(Records from a data source)
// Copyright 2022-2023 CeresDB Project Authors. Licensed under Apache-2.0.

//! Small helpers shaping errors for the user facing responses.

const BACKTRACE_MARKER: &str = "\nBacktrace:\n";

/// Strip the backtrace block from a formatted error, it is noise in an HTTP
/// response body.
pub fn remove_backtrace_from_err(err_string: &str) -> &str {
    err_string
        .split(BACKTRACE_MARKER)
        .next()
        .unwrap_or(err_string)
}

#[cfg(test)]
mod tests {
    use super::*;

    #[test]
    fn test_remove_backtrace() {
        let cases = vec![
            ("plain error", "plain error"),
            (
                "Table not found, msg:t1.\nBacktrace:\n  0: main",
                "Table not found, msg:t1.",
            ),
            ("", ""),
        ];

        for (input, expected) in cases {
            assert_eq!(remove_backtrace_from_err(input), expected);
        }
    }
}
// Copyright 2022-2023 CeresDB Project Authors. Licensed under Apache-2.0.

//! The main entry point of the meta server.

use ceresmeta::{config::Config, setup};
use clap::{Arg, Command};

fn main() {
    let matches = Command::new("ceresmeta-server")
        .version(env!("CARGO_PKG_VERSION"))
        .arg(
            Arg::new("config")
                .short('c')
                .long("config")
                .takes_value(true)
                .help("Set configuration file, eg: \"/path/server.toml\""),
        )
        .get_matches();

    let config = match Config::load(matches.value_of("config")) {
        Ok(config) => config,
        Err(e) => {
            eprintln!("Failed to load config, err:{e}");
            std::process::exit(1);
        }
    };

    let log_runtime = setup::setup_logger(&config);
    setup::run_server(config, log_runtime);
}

Requirement
The entries above must be repeated word for word.

Solved exercise
// Copyright 2022-2023 CeresDB Project Authors. Licensed under Apache-2.0.

//! Small helpers shaping errors for the user facing responses.

const BACKTRACE_MARKER: &str = "\nBacktrace:\n";

/// Strip the backtrace block from a formatted error, it is noise in an HTTP
/// response body.
pub fn remove_backtrace_from_err(err_string: &str) -> &str {
    err_string
        .split(BACKTRACE_MARKER)
        .next()
        .unwrap_or(err_string)
}

#[cfg(test)]
mod tests {
    use super::*;

    #[test]
    fn test_remove_backtrace() {
        let cases = vec![
            ("plain error", "plain error"),
            (
                "Table not found, msg:t1.\nBacktrace:\n  0: main",
                "Table not found, msg:t1.",
            ),
            ("", ""),
        ];

        for (input, expected) in cases {
            assert_eq!(remove_backtrace_from_err(input), expected);
        }
    }
}
// Copyright 2022-2023 CeresDB Project Authors. Licensed under Apache-2.0.

//! The main entry point of the meta server.

use ceresmeta::{config::Config, setup};
use clap::{Arg, Command};

fn main() {
    let matches = Command::new("ceresmeta-server")
        .version(env!("CARGO_PKG_VERSION"))
        .arg(
            Arg::new("config")
                .short('c')
                .long("config")
                .takes_value(true)
                .help("Set configuration file, eg: \"/path/server.toml\""),
        )
        .get_matches();

    let config = match Config::load(matches.value_of("config")) {
        Ok(config) => config,
        Err(e) => {
            eprintln!("Failed to load config, err:{e}");
            std::process::exit(1);
        }
    };

    let log_runtime = setup::setup_logger(&config);
    setup::run_server(config, log_runtime);
}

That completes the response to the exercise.